Autora do livro “No ar: carnaval de Juiz de Fora meio século de identidade”, a pesquisadora e jornalista Rosiléa Archanjo, enxerga exemplos de dentro da festa. “A vinda dos novos blocos reacende nosso carnaval e acredito que acontecerá o mesmo com as escolas.”

 

Retornos invisíveis

Considerando o montante de servidores públicos que trabalham antes e durante o carnaval, muitas vezes pagos por hora extra, além das doações de terrenos para quadras, o orçamento da folia dificilmente conseguirá ser contabilizado em sua inteireza e, com certeza, vai muito além dos R$ 2 milhões, o que, no mínimo, exige uma compensação para os juiz-foranos, pagadores de seus tributos. Nesse sentido, não é preciso ir muito longe para encontrar, ainda que em pequenas proporções, situações de geração de emprego e circulação financeira. Malharias, lojas de tecido e aviamentos, serralherias e madeireiras, entre outros estabelecimentos e profissionais liberais como costureiras, ambulantes, técnicos de som e músicos, se beneficiam com o período, apesar de a demanda não ser tão grande. Munira Haddad Rahme, com sua Casa Chic de muitos tecidos, placas de acetato, plumas e paetês, é prova de que existem resultados, mesmo que tímidos.

De acordo com as previsões de Munira para 2015, as vendas não superariam o carnaval passado, mas acabaram atingindo um valor 10% mais alto em relação a 2014. “Começamos em junho, comprando plumas e tecidos. Todas as escolas compram aqui, algumas menos, e os blocos também.
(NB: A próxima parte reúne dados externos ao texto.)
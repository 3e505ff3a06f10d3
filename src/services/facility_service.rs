use chrono::Utc;
use sea_orm::{
    ActiveModelTrait, ColumnTrait, ConnectionTrait, DatabaseTransaction, EntityTrait, ModelTrait,
    PaginatorTrait, QueryFilter, QueryOrder, Set, TransactionTrait,
};
use uuid::Uuid;

use crate::{
    audit,
    dto::catalog::{
        CafeRef, CreateFacilityRequest, FacilityDetail, FacilityList, ReplaceCafeFacilitiesRequest,
        UpdateFacilityRequest,
    },
    entity::{
        CafeFacilities, Cafes, Facilities, cafe_facilities, cafes,
        facilities::{self, ActiveModel, Model as FacilityModel},
    },
    error::{AppError, AppResult},
    middleware::auth::{AuthUser, ensure_admin},
    models::{Facility, dedup_ids},
    response::{ApiResponse, Meta},
    services::cafe_service::ensure_cafe_exists,
    state::AppState,
};

pub async fn list_facilities(state: &AppState) -> AppResult<ApiResponse<FacilityList>> {
    let items: Vec<Facility> = Facilities::find()
        .order_by_asc(facilities::Column::Label)
        .all(&state.orm)
        .await?
        .into_iter()
        .map(facility_from_entity)
        .collect();
    let total = items.len();
    Ok(ApiResponse::list("Facilities", FacilityList { items }, total))
}

pub async fn get_facility(state: &AppState, id: Uuid) -> AppResult<ApiResponse<FacilityDetail>> {
    let facility = Facilities::find_by_id(id)
        .one(&state.orm)
        .await?
        .ok_or(AppError::NotFound)?;

    let cafes = facility
        .find_related(Cafes)
        .order_by_asc(cafes::Column::Name)
        .all(&state.orm)
        .await?
        .into_iter()
        .map(|cafe| CafeRef {
            id: cafe.id,
            name: cafe.name,
        })
        .collect();

    let data = FacilityDetail {
        facility: facility_from_entity(facility),
        cafes,
    };
    Ok(ApiResponse::success("Facility", data, None))
}

pub async fn create_facility(
    state: &AppState,
    user: &AuthUser,
    payload: CreateFacilityRequest,
) -> AppResult<ApiResponse<Facility>> {
    ensure_admin(user)?;
    let code = payload.code.trim().to_string();
    let label = payload.label.trim().to_string();
    if code.is_empty() || label.is_empty() {
        return Err(AppError::BadRequest("code and label are required".into()));
    }
    ensure_code_free(state, &code, None).await?;

    let facility = ActiveModel {
        id: Set(Uuid::new_v4()),
        code: Set(code),
        label: Set(label),
        icon: Set(clean_icon(payload.icon)),
        created_at: Set(Utc::now().fixed_offset()),
    }
    .insert(&state.orm)
    .await
    .map_err(AppError::on_unique_violation("Facility code already exists"))?;

    audit::record(
        &state.pool,
        user.user_id,
        "facility_create",
        "facilities",
        serde_json::json!({ "facility_id": facility.id, "code": facility.code }),
    )
    .await;

    Ok(ApiResponse::success(
        "Facility created",
        facility_from_entity(facility),
        Some(Meta::empty()),
    ))
}

pub async fn update_facility(
    state: &AppState,
    user: &AuthUser,
    id: Uuid,
    payload: UpdateFacilityRequest,
) -> AppResult<ApiResponse<Facility>> {
    ensure_admin(user)?;
    let existing = Facilities::find_by_id(id)
        .one(&state.orm)
        .await?
        .ok_or(AppError::NotFound)?;

    let mut active: ActiveModel = existing.into();
    if let Some(code) = payload.code {
        let code = code.trim().to_string();
        if code.is_empty() {
            return Err(AppError::BadRequest("code must not be empty".into()));
        }
        ensure_code_free(state, &code, Some(id)).await?;
        active.code = Set(code);
    }
    if let Some(label) = payload.label {
        let label = label.trim().to_string();
        if label.is_empty() {
            return Err(AppError::BadRequest("label must not be empty".into()));
        }
        active.label = Set(label);
    }
    if payload.icon.is_some() {
        active.icon = Set(clean_icon(payload.icon));
    }
    let facility = active.update(&state.orm).await?;

    audit::record(
        &state.pool,
        user.user_id,
        "facility_update",
        "facilities",
        serde_json::json!({ "facility_id": facility.id }),
    )
    .await;

    Ok(ApiResponse::success(
        "Updated",
        facility_from_entity(facility),
        Some(Meta::empty()),
    ))
}

pub async fn delete_facility(
    state: &AppState,
    user: &AuthUser,
    id: Uuid,
) -> AppResult<ApiResponse<serde_json::Value>> {
    ensure_admin(user)?;
    let result = Facilities::delete_by_id(id).exec(&state.orm).await?;
    if result.rows_affected == 0 {
        return Err(AppError::NotFound);
    }

    audit::record(
        &state.pool,
        user.user_id,
        "facility_delete",
        "facilities",
        serde_json::json!({ "facility_id": id }),
    )
    .await;

    Ok(ApiResponse::ack("Deleted"))
}

pub async fn list_cafe_facilities(
    state: &AppState,
    cafe_id: Uuid,
) -> AppResult<ApiResponse<FacilityList>> {
    let items = facilities_of(&state.orm, cafe_id).await?;
    let total = items.len();
    Ok(ApiResponse::list("Cafe facilities", FacilityList { items }, total))
}

/// The submitted set becomes the cafe's complete facility set.
pub async fn replace_cafe_facilities(
    state: &AppState,
    user: &AuthUser,
    payload: ReplaceCafeFacilitiesRequest,
) -> AppResult<ApiResponse<FacilityList>> {
    ensure_admin(user)?;
    ensure_cafe_exists(&state.orm, payload.cafe_id).await?;

    let txn = state.orm.begin().await?;
    replace_facilities(&txn, payload.cafe_id, &payload.facility_ids).await?;
    txn.commit().await?;

    tracing::info!(
        cafe_id = %payload.cafe_id,
        count = payload.facility_ids.len(),
        "cafe facilities replaced"
    );
    audit::record(
        &state.pool,
        user.user_id,
        "cafe_facilities_replace",
        "cafe_facilities",
        serde_json::json!({ "cafe_id": payload.cafe_id, "facility_ids": payload.facility_ids }),
    )
    .await;

    let items = facilities_of(&state.orm, payload.cafe_id).await?;
    let total = items.len();
    Ok(ApiResponse::list("Cafe facilities updated", FacilityList { items }, total))
}

/// Deletes every link of the cafe and inserts the given ones. Unknown
/// facility ids are rejected.
pub(crate) async fn replace_facilities(
    txn: &DatabaseTransaction,
    cafe_id: Uuid,
    facility_ids: &[Uuid],
) -> AppResult<()> {
    let ids = dedup_ids(facility_ids);
    if !ids.is_empty() {
        let found = Facilities::find()
            .filter(facilities::Column::Id.is_in(ids.clone()))
            .count(txn)
            .await?;
        if found != ids.len() as u64 {
            return Err(AppError::BadRequest("Unknown facility id".into()));
        }
    }

    CafeFacilities::delete_many()
        .filter(cafe_facilities::Column::CafeId.eq(cafe_id))
        .exec(txn)
        .await?;

    if !ids.is_empty() {
        let links = ids.into_iter().map(|facility_id| cafe_facilities::ActiveModel {
            cafe_id: Set(cafe_id),
            facility_id: Set(facility_id),
        });
        CafeFacilities::insert_many(links)
            .exec_without_returning(txn)
            .await?;
    }
    Ok(())
}

async fn facilities_of<C: ConnectionTrait>(db: &C, cafe_id: Uuid) -> AppResult<Vec<Facility>> {
    let mut items: Vec<Facility> = CafeFacilities::find()
        .filter(cafe_facilities::Column::CafeId.eq(cafe_id))
        .find_also_related(Facilities)
        .all(db)
        .await?
        .into_iter()
        .filter_map(|(_, facility)| facility.map(facility_from_entity))
        .collect();
    items.sort_by(|a, b| a.label.cmp(&b.label));
    Ok(items)
}

async fn ensure_code_free(state: &AppState, code: &str, except: Option<Uuid>) -> AppResult<()> {
    let taken = Facilities::find()
        .filter(facilities::Column::Code.eq(code))
        .one(&state.orm)
        .await?;
    match taken {
        Some(f) if Some(f.id) != except => Err(AppError::Conflict(format!(
            "Facility code {code} already exists"
        ))),
        _ => Ok(()),
    }
}

fn clean_icon(icon: Option<String>) -> Option<String> {
    icon.map(|i| i.trim().to_string()).filter(|i| !i.is_empty())
}

pub(crate) fn facility_from_entity(model: FacilityModel) -> Facility {
    Facility {
        id: model.id,
        code: model.code,
        label: model.label,
        icon: model.icon,
    }
}
use axum::{
    Json, Router,
    extract::{Path, State},
    routing::{delete, get, post},
};
use uuid::Uuid;

use crate::{
    dto::favorites::{AddFavoriteRequest, FavoriteCafeList, FavoriteState},
    error::AppResult,
    middleware::auth::AuthUser,
    response::ApiResponse,
    services::favorite_service,
    state::AppState,
};

pub fn router() -> Router<AppState> {
    Router::new()
        .route("/", get(list_favorites).post(add_favorite))
        .route("/{cafe_id}", delete(remove_favorite))
        .route("/{cafe_id}/toggle", post(toggle_favorite))
}

#[utoipa::path(
    get,
    path = "/api/favorites",
    responses(
        (status = 200, description = "Favorite cafes in the order they were added", body = ApiResponse<FavoriteCafeList>)
    ),
    security(("bearer_auth" = [])),
    tag = "Favorites"
)]
pub async fn list_favorites(
    State(state): State<AppState>,
    user: AuthUser,
) -> AppResult<Json<ApiResponse<FavoriteCafeList>>> {
    let resp = favorite_service::list_favorites(&state, &user).await?;
    Ok(Json(resp))
}

#[utoipa::path(
    post,
    path = "/api/favorites",
    request_body = AddFavoriteRequest,
    responses(
        (status = 200, description = "Added to favorites", body = ApiResponse<FavoriteState>),
        (status = 400, description = "Cafe not found"),
    ),
    security(("bearer_auth" = [])),
    tag = "Favorites"
)]
pub async fn add_favorite(
    State(state): State<AppState>,
    user: AuthUser,
    Json(payload): Json<AddFavoriteRequest>,
) -> AppResult<Json<ApiResponse<FavoriteState>>> {
    let resp = favorite_service::add_favorite(&state, &user, payload).await?;
    Ok(Json(resp))
}

#[utoipa::path(
    delete,
    path = "/api/favorites/{cafe_id}",
    params(
        ("cafe_id" = Uuid, Path, description = "Cafe ID")
    ),
    responses(
        (status = 200, description = "Removed from favorites", body = ApiResponse<FavoriteState>),
        (status = 404, description = "Favorite not found")
    ),
    security(("bearer_auth" = [])),
    tag = "Favorites"
)]
pub async fn remove_favorite(
    State(state): State<AppState>,
    user: AuthUser,
    Path(cafe_id): Path<Uuid>,
) -> AppResult<Json<ApiResponse<FavoriteState>>> {
    let resp = favorite_service::remove_favorite(&state, &user, cafe_id).await?;
    Ok(Json(resp))
}

#[utoipa::path(
    post,
    path = "/api/favorites/{cafe_id}/toggle",
    params(
        ("cafe_id" = Uuid, Path, description = "Cafe ID")
    ),
    responses(
        (status = 200, description = "Favorite flipped", body = ApiResponse<FavoriteState>),
        (status = 400, description = "Cafe not found")
    ),
    security(("bearer_auth" = [])),
    tag = "Favorites"
)]
pub async fn toggle_favorite(
    State(state): State<AppState>,
    user: AuthUser,
    Path(cafe_id): Path<Uuid>,
) -> AppResult<Json<ApiResponse<FavoriteState>>> {
    let resp = favorite_service::toggle_favorite(&state, &user, cafe_id).await?;
    Ok(Json(resp))
}
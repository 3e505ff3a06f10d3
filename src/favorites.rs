//! Per-user favorite cafes with an explicit load/save lifecycle.
//!
//! `FavoriteSet` is plain data; persistence goes through whichever
//! `FavoriteStore` the caller injects. A set remembers the adds and removes
//! made since loading and `save` replays only those, so concurrent sets for
//! the same owner never erase each other's writes.

use std::{
    collections::HashMap,
    future::Future,
    sync::{Arc, Mutex},
};

use chrono::Utc;
use sea_orm::{
    sea_query::OnConflict, ActiveValue::Set, ColumnTrait, DatabaseConnection, EntityTrait,
    PaginatorTrait, QueryFilter, QueryOrder,
};
use uuid::Uuid;

use crate::{
    entity::favorites::{self, Entity as Favorites},
    error::{AppError, AppResult},
};

pub trait FavoriteStore: Send + Sync {
    /// Cafe ids in the order they were favorited.
    fn load(&self, owner: Uuid) -> impl Future<Output = AppResult<Vec<Uuid>>> + Send;

    /// Adding an existing favorite is a no-op.
    fn add(&self, owner: Uuid, cafe_id: Uuid) -> impl Future<Output = AppResult<()>> + Send;

    /// Removing a missing favorite is a no-op.
    fn remove(&self, owner: Uuid, cafe_id: Uuid) -> impl Future<Output = AppResult<()>> + Send;
}

#[derive(Debug, Clone, Copy, PartialEq, Eq)]
enum Change {
    Added(Uuid),
    Removed(Uuid),
}

#[derive(Debug, Clone, PartialEq, Eq)]
pub struct FavoriteSet {
    owner: Uuid,
    cafe_ids: Vec<Uuid>,
    pending: Vec<Change>,
}

impl FavoriteSet {
    pub fn empty(owner: Uuid) -> Self {
        Self {
            owner,
            cafe_ids: Vec::new(),
            pending: Vec::new(),
        }
    }

    pub async fn load<S: FavoriteStore>(store: &S, owner: Uuid) -> AppResult<Self> {
        let mut cafe_ids = store.load(owner).await?;
        let mut seen = std::collections::HashSet::new();
        cafe_ids.retain(|id| seen.insert(*id));
        Ok(Self {
            owner,
            cafe_ids,
            pending: Vec::new(),
        })
    }

    /// Applies the changes made since loading, in order.
    pub async fn save<S: FavoriteStore>(&mut self, store: &S) -> AppResult<()> {
        for change in &self.pending {
            match *change {
                Change::Added(id) => store.add(self.owner, id).await?,
                Change::Removed(id) => store.remove(self.owner, id).await?,
            }
        }
        self.pending.clear();
        Ok(())
    }

    pub fn owner(&self) -> Uuid {
        self.owner
    }

    pub fn ids(&self) -> &[Uuid] {
        &self.cafe_ids
    }

    pub fn contains(&self, cafe_id: Uuid) -> bool {
        self.cafe_ids.contains(&cafe_id)
    }

    pub fn has_unsaved_changes(&self) -> bool {
        !self.pending.is_empty()
    }

    /// Returns false when the cafe was already a favorite.
    pub fn add(&mut self, cafe_id: Uuid) -> bool {
        if self.contains(cafe_id) {
            return false;
        }
        self.cafe_ids.push(cafe_id);
        self.pending.push(Change::Added(cafe_id));
        true
    }

    /// Returns false when the cafe was not a favorite.
    pub fn remove(&mut self, cafe_id: Uuid) -> bool {
        let before = self.cafe_ids.len();
        self.cafe_ids.retain(|id| *id != cafe_id);
        if self.cafe_ids.len() == before {
            return false;
        }
        self.pending.push(Change::Removed(cafe_id));
        true
    }

    /// Returns whether the cafe is a favorite afterwards.
    pub fn toggle(&mut self, cafe_id: Uuid) -> bool {
        if self.remove(cafe_id) {
            false
        } else {
            self.add(cafe_id)
        }
    }
}

/// Favorites kept in the `favorites` table.
#[derive(Clone)]
pub struct SeaOrmFavoriteStore {
    orm: DatabaseConnection,
}

impl SeaOrmFavoriteStore {
    pub fn new(orm: DatabaseConnection) -> Self {
        Self { orm }
    }
}

impl FavoriteStore for SeaOrmFavoriteStore {
    async fn load(&self, owner: Uuid) -> AppResult<Vec<Uuid>> {
        let rows = Favorites::find()
            .filter(favorites::Column::UserId.eq(owner))
            .order_by_asc(favorites::Column::CreatedAt)
            .order_by_asc(favorites::Column::Position)
            .all(&self.orm)
            .await?;
        Ok(rows.into_iter().map(|row| row.cafe_id).collect())
    }

    async fn add(&self, owner: Uuid, cafe_id: Uuid) -> AppResult<()> {
        // Tie-breaker for rows sharing a timestamp.
        let position = Favorites::find()
            .filter(favorites::Column::UserId.eq(owner))
            .count(&self.orm)
            .await?;
        let row = favorites::ActiveModel {
            user_id: Set(owner),
            cafe_id: Set(cafe_id),
            position: Set(i32::try_from(position).unwrap_or(i32::MAX)),
            created_at: Set(Utc::now().fixed_offset()),
        };
        Favorites::insert(row)
            .on_conflict(
                OnConflict::columns([favorites::Column::UserId, favorites::Column::CafeId])
                    .do_nothing()
                    .to_owned(),
            )
            .exec_without_returning(&self.orm)
            .await?;
        Ok(())
    }

    async fn remove(&self, owner: Uuid, cafe_id: Uuid) -> AppResult<()> {
        Favorites::delete_many()
            .filter(favorites::Column::UserId.eq(owner))
            .filter(favorites::Column::CafeId.eq(cafe_id))
            .exec(&self.orm)
            .await?;
        Ok(())
    }
}

/// In-process store used by tests and tooling.
#[derive(Clone, Default)]
pub struct MemoryFavoriteStore {
    inner: Arc<Mutex<HashMap<Uuid, Vec<Uuid>>>>,
}

impl MemoryFavoriteStore {
    fn lock(&self) -> AppResult<std::sync::MutexGuard<'_, HashMap<Uuid, Vec<Uuid>>>> {
        self.inner
            .lock()
            .map_err(|_| AppError::Internal(anyhow::anyhow!("favorite store poisoned")))
    }
}

impl FavoriteStore for MemoryFavoriteStore {
    async fn load(&self, owner: Uuid) -> AppResult<Vec<Uuid>> {
        Ok(self.lock()?.get(&owner).cloned().unwrap_or_default())
    }

    async fn add(&self, owner: Uuid, cafe_id: Uuid) -> AppResult<()> {
        let mut guard = self.lock()?;
        let ids = guard.entry(owner).or_default();
        if !ids.contains(&cafe_id) {
            ids.push(cafe_id);
        }
        Ok(())
    }

    async fn remove(&self, owner: Uuid, cafe_id: Uuid) -> AppResult<()> {
        if let Some(ids) = self.lock()?.get_mut(&owner) {
            ids.retain(|id| *id != cafe_id);
        }
        Ok(())
    }
}

#[cfg(test)]
mod tests {
    use super::*;

    #[test]
    fn add_is_idempotent_and_keeps_order() {
        let mut set = FavoriteSet::empty(Uuid::new_v4());
        let a = Uuid::new_v4();
        let b = Uuid::new_v4();
        assert!(set.add(a));
        assert!(set.add(b));
        assert!(!set.add(a));
        assert_eq!(set.ids(), &[a, b]);
    }

    #[test]
    fn toggle_twice_restores() {
        let mut set = FavoriteSet::empty(Uuid::new_v4());
        let a = Uuid::new_v4();
        let before = set.ids().to_vec();
        assert!(set.toggle(a));
        assert!(set.contains(a));
        assert!(!set.toggle(a));
        assert_eq!(set.ids(), before.as_slice());
    }

    #[test]
    fn remove_missing_is_a_no_op() {
        let mut set = FavoriteSet::empty(Uuid::new_v4());
        assert!(!set.remove(Uuid::new_v4()));
    }

    #[tokio::test]
    async fn load_and_save_round_trip_through_the_store() -> anyhow::Result<()> {
        let store = MemoryFavoriteStore::default();
        let owner = Uuid::new_v4();
        let cafe = Uuid::new_v4();

        let mut set = FavoriteSet::load(&store, owner).await?;
        assert!(set.ids().is_empty());
        set.add(cafe);
        set.save(&store).await?;

        let reloaded = FavoriteSet::load(&store, owner).await?;
        assert_eq!(reloaded.ids(), &[cafe]);

        let other = FavoriteSet::load(&store, Uuid::new_v4()).await?;
        assert!(other.ids().is_empty());
        Ok(())
    }

    #[tokio::test]
    async fn interleaved_sets_keep_each_others_writes() -> anyhow::Result<()> {
        let store = MemoryFavoriteStore::default();
        let owner = Uuid::new_v4();
        let a = Uuid::new_v4();
        let b = Uuid::new_v4();
        let c = Uuid::new_v4();
        store.add(owner, c).await?;

        let mut first = FavoriteSet::load(&store, owner).await?;
        let mut second = FavoriteSet::load(&store, owner).await?;
        first.add(a);
        second.add(b);
        second.remove(c);
        first.save(&store).await?;
        second.save(&store).await?;

        let reloaded = FavoriteSet::load(&store, owner).await?;
        assert_eq!(reloaded.ids(), &[a, b]);
        Ok(())
    }

    #[tokio::test]
    async fn same_cafe_added_twice_concurrently_is_stored_once() -> anyhow::Result<()> {
        let store = MemoryFavoriteStore::default();
        let owner = Uuid::new_v4();
        let cafe = Uuid::new_v4();

        let mut first = FavoriteSet::load(&store, owner).await?;
        let mut second = FavoriteSet::load(&store, owner).await?;
        assert!(first.add(cafe));
        assert!(second.add(cafe));
        first.save(&store).await?;
        second.save(&store).await?;

        assert_eq!(store.load(owner).await?, vec![cafe]);
        Ok(())
    }

    #[tokio::test]
    async fn save_clears_pending_changes() -> anyhow::Result<()> {
        let store = MemoryFavoriteStore::default();
        let mut set = FavoriteSet::load(&store, Uuid::new_v4()).await?;
        set.toggle(Uuid::new_v4());
        assert!(set.has_unsaved_changes());
        set.save(&store).await?;
        assert!(!set.has_unsaved_changes());
        Ok(())
    }
}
Eles fazem o enredo e me trazem uma amostra do que estão planejando, daí mando fazer”, conta ela, que também atrai foliões de diferentes cidades da região, como Maria Madalena Ferreira, presidente da Escola de Samba Mirim Vila do Carmo, de Mariana, e Raquel Rodrigues, de Itamarati de Minas, que faziam suas compras nesta quinta-feira. “Se o carnaval acabasse seria um prejuízo, sem dúvida, para mim, mas maior para a cidade”, diz Munira. Se o carnaval acabasse, na verdade, seria como confessar a incapacidade em lidar e gerir grandes problemas. A alegria exige futuro. E futuro prescinde de festejos.